● What this task involves
Copy the records below in full, changing no character.

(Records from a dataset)
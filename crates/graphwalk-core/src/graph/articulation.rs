//! Articulation point (cut vertex) detection.
//!
//! # Overview
//!
//! A node is an articulation point when removing it, together with its
//! incident edges, splits its component in two or more. Direction is ignored:
//! cut vertices are defined on the undirected skeleton.
//!
//! # Algorithm
//!
//! Depth-first search assigning each node a discovery time `disc` and a
//! low-link `low` (the smallest discovery time reachable from the node's DFS
//! subtree through at most one back-edge). One counter is shared by the whole
//! DFS forest and never reset between trees.
//!
//! For a node `u` and each neighbor `v`:
//!
//! - `v` unvisited: `v` becomes a tree child. After it is finished,
//!   `low[u] = min(low[u], low[v])`, and `u` is a cut vertex if it is a tree
//!   root with more than one child, or a non-root with `low[v] >= disc[u]`.
//! - `v` visited and not `u`'s tree parent: back-edge,
//!   `low[u] = min(low[u], disc[v])`.
//!
//! A node is a tree root exactly when it has no parent entry, which holds for
//! every node the outer sweep starts a new tree from.
//!
//! The search runs on an explicit frame stack; a finished frame hands its
//! low-link to the frame below it, which is always its tree parent.
//!
//! Self-loops and parallel edges are not filtered. They never panic, but the
//! result for multigraphs is not specified.

#![allow(clippy::module_name_repetitions)]

use std::collections::{HashMap, HashSet};

use tracing::{debug, instrument};

use crate::graph::adjacency::{Adjacency, build_adjacency};
use crate::model::{Edge, Node, NodeId, NodeKey};

/// Set of cut vertices. Iteration order is unspecified.
pub type ArticulationPoints<K = NodeId> = HashSet<K>;

/// Find every articulation point of the undirected skeleton.
#[must_use]
#[instrument(skip_all, fields(nodes = nodes.len(), edges = edges.len()))]
pub fn find_articulation_points<K: NodeKey>(nodes: &[Node<K>], edges: &[Edge<K>]) -> ArticulationPoints<K> {
    let adjacency = build_adjacency(nodes, edges, false);
    let mut search = CutVertexSearch::new(&adjacency, nodes.len());

    for node in nodes {
        if !search.disc.contains_key(&node.id) {
            search.run_tree(&node.id);
        }
    }

    debug!(points = search.points.len(), "articulation points found");
    search.points
}

// ---------------------------------------------------------------------------
// Search state
// ---------------------------------------------------------------------------

/// One node being explored.
struct Frame<'a, K> {
    node: K,
    neighbors: &'a [K],
    cursor: usize,
    children: usize,
}

/// Discovery/low-link bookkeeping owned by one call.
struct CutVertexSearch<'a, K: NodeKey> {
    adjacency: &'a Adjacency<K>,
    disc: HashMap<K, usize>,
    low: HashMap<K, usize>,
    parent: HashMap<K, K>,
    time: usize,
    points: HashSet<K>,
}

impl<'a, K: NodeKey> CutVertexSearch<'a, K> {
    fn new(adjacency: &'a Adjacency<K>, capacity: usize) -> Self {
        Self {
            adjacency,
            disc: HashMap::with_capacity(capacity),
            low: HashMap::with_capacity(capacity),
            parent: HashMap::new(),
            time: 0,
            points: HashSet::new(),
        }
    }

    fn discover(&mut self, node: &K) -> Frame<'a, K> {
        self.time += 1;
        self.disc.insert(node.clone(), self.time);
        self.low.insert(node.clone(), self.time);
        Frame {
            node: node.clone(),
            neighbors: self.adjacency.neighbors(node),
            cursor: 0,
            children: 0,
        }
    }

    fn disc_of(&self, node: &K) -> usize {
        self.disc.get(node).copied().unwrap_or(usize::MAX)
    }

    fn low_of(&self, node: &K) -> usize {
        self.low.get(node).copied().unwrap_or(usize::MAX)
    }

    fn lower(&mut self, node: &K, candidate: usize) {
        if let Some(low) = self.low.get_mut(node) {
            *low = (*low).min(candidate);
        }
    }

    /// Explore the DFS tree rooted at `root`.
    fn run_tree(&mut self, root: &K) {
        let mut stack = vec![self.discover(root)];

        while let Some(frame) = stack.last_mut() {
            let neighbors: &'a [K] = frame.neighbors;
            let Some(v) = neighbors.get(frame.cursor) else {
                // `u` is finished; report to its tree parent (the frame below).
                if let Some(done) = stack.pop() {
                    self.finish_child(stack.last(), &done.node);
                }
                continue;
            };
            frame.cursor += 1;
            let u = frame.node.clone();

            if !self.disc.contains_key(v) {
                frame.children += 1;
                self.parent.insert(v.clone(), u);
                let child = self.discover(v);
                stack.push(child);
            } else if self.parent.get(&u) != Some(v) {
                let back = self.disc_of(v);
                self.lower(&u, back);
            }
        }
    }

    /// Fold a finished child's low-link into its parent and apply the
    /// cut-vertex rules to the parent.
    fn finish_child(&mut self, parent: Option<&Frame<'a, K>>, child: &K) {
        let Some(parent) = parent else {
            return;
        };
        let u = &parent.node;
        let child_low = self.low_of(child);
        self.lower(u, child_low);

        let is_root = !self.parent.contains_key(u);
        if is_root {
            if parent.children > 1 {
                self.points.insert(u.clone());
            }
        } else if child_low >= self.disc_of(u) {
            self.points.insert(u.clone());
        }
    }
}

// ---------------------------------------------------------------------------
// Tests
// ---------------------------------------------------------------------------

● Output below
filename crates/graphwalk-core/src/graph/articulation.rs
//! Articulation point (cut vertex) detection.
//!
//! # Overview
//!
//! A node is an articulation point when removing it, together with its
//! incident edges, splits its component in two or more. Direction is ignored:
//! cut vertices are defined on the undirected skeleton.
//!
//! # Algorithm
//!
//! Depth-first search assigning each node a discovery time `disc` and a
//! low-link `low` (the smallest discovery time reachable from the node's DFS
//! subtree through at most one back-edge). One counter is shared by the whole
//! DFS forest and never reset between trees.
//!
//! For a node `u` and each neighbor `v`:
//!
//! - `v` unvisited: `v` becomes a tree child. After it is finished,
//!   `low[u] = min(low[u], low[v])`, and `u` is a cut vertex if it is a tree
//!   root with more than one child, or a non-root with `low[v] >= disc[u]`.
//! - `v` visited and not `u`'s tree parent: back-edge,
//!   `low[u] = min(low[u], disc[v])`.
//!
//! A node is a tree root exactly when it has no parent entry, which holds for
//! every node the outer sweep starts a new tree from.
//!
//! The search runs on an explicit frame stack; a finished frame hands its
//! low-link to the frame below it, which is always its tree parent.
//!
//! Self-loops and parallel edges are not filtered. They never panic, but the
//! result for multigraphs is not specified.

#![allow(clippy::module_name_repetitions)]

use std::collections::{HashMap, HashSet};

use tracing::{debug, instrument};

use crate::graph::adjacency::{Adjacency, build_adjacency};
use crate::model::{Edge, Node, NodeId, NodeKey};

/// Set of cut vertices. Iteration order is unspecified.
pub type ArticulationPoints<K = NodeId> = HashSet<K>;

/// Find every articulation point of the undirected skeleton.
#[must_use]
#[instrument(skip_all, fields(nodes = nodes.len(), edges = edges.len()))]
pub fn find_articulation_points<K: NodeKey>(nodes: &[Node<K>], edges: &[Edge<K>]) -> ArticulationPoints<K> {
    let adjacency = build_adjacency(nodes, edges, false);
    let mut search = CutVertexSearch::new(&adjacency, nodes.len());

    for node in nodes {
        if !search.disc.contains_key(&node.id) {
            search.run_tree(&node.id);
        }
    }

    debug!(points = search.points.len(), "articulation points found");
    search.points
}

// ---------------------------------------------------------------------------
// Search state
// ---------------------------------------------------------------------------

/// One node being explored.
struct Frame<'a, K> {
    node: K,
    neighbors: &'a [K],
    cursor: usize,
    children: usize,
}

/// Discovery/low-link bookkeeping owned by one call.
struct CutVertexSearch<'a, K: NodeKey> {
    adjacency: &'a Adjacency<K>,
    disc: HashMap<K, usize>,
    low: HashMap<K, usize>,
    parent: HashMap<K, K>,
    time: usize,
    points: HashSet<K>,
}

impl<'a, K: NodeKey> CutVertexSearch<'a, K> {
    fn new(adjacency: &'a Adjacency<K>, capacity: usize) -> Self {
        Self {
            adjacency,
            disc: HashMap::with_capacity(capacity),
            low: HashMap::with_capacity(capacity),
            parent: HashMap::new(),
            time: 0,
            points: HashSet::new(),
        }
    }

    fn discover(&mut self, node: &K) -> Frame<'a, K> {
        self.time += 1;
        self.disc.insert(node.clone(), self.time);
        self.low.insert(node.clone(), self.time);
        Frame {
            node: node.clone(),
            neighbors: self.adjacency.neighbors(node),
            cursor: 0,
            children: 0,
        }
    }

    fn disc_of(&self, node: &K) -> usize {
        self.disc.get(node).copied().unwrap_or(usize::MAX)
    }

    fn low_of(&self, node: &K) -> usize {
        self.low.get(node).copied().unwrap_or(usize::MAX)
    }

    fn lower(&mut self, node: &K, candidate: usize) {
        if let Some(low) = self.low.get_mut(node) {
            *low = (*low).min(candidate);
        }
    }

    /// Explore the DFS tree rooted at `root`.
    fn run_tree(&mut self, root: &K) {
        let mut stack = vec![self.discover(root)];

        while let Some(frame) = stack.last_mut() {
            let neighbors: &'a [K] = frame.neighbors;
            let Some(v) = neighbors.get(frame.cursor) else {
                // `u` is finished; report to its tree parent (the frame below).
                if let Some(done) = stack.pop() {
                    self.finish_child(stack.last(), &done.node);
                }
                continue;
            };
            frame.cursor += 1;
            let u = frame.node.clone();

            if !self.disc.contains_key(v) {
                frame.children += 1;
                self.parent.insert(v.clone(), u);
                let child = self.discover(v);
                stack.push(child);
            } else if self.parent.get(&u) != Some(v) {
                let back = self.disc_of(v);
                self.lower(&u, back);
            }
        }
    }

    /// Fold a finished child's low-link into its parent and apply the
    /// cut-vertex rules to the parent.
    fn finish_child(&mut self, parent: Option<&Frame<'a, K>>, child: &K) {
        let Some(parent) = parent else {
            return;
        };
        let u = &parent.node;
        let child_low = self.low_of(child);
        self.lower(u, child_low);

        let is_root = !self.parent.contains_key(u);
        if is_root {
            if parent.children > 1 {
                self.points.insert(u.clone());
            }
        } else if child_low >= self.disc_of(u) {
            self.points.insert(u.clone());
        }
    }
}

// ---------------------------------------------------------------------------
// Tests
// ---------------------------------------------------------------------------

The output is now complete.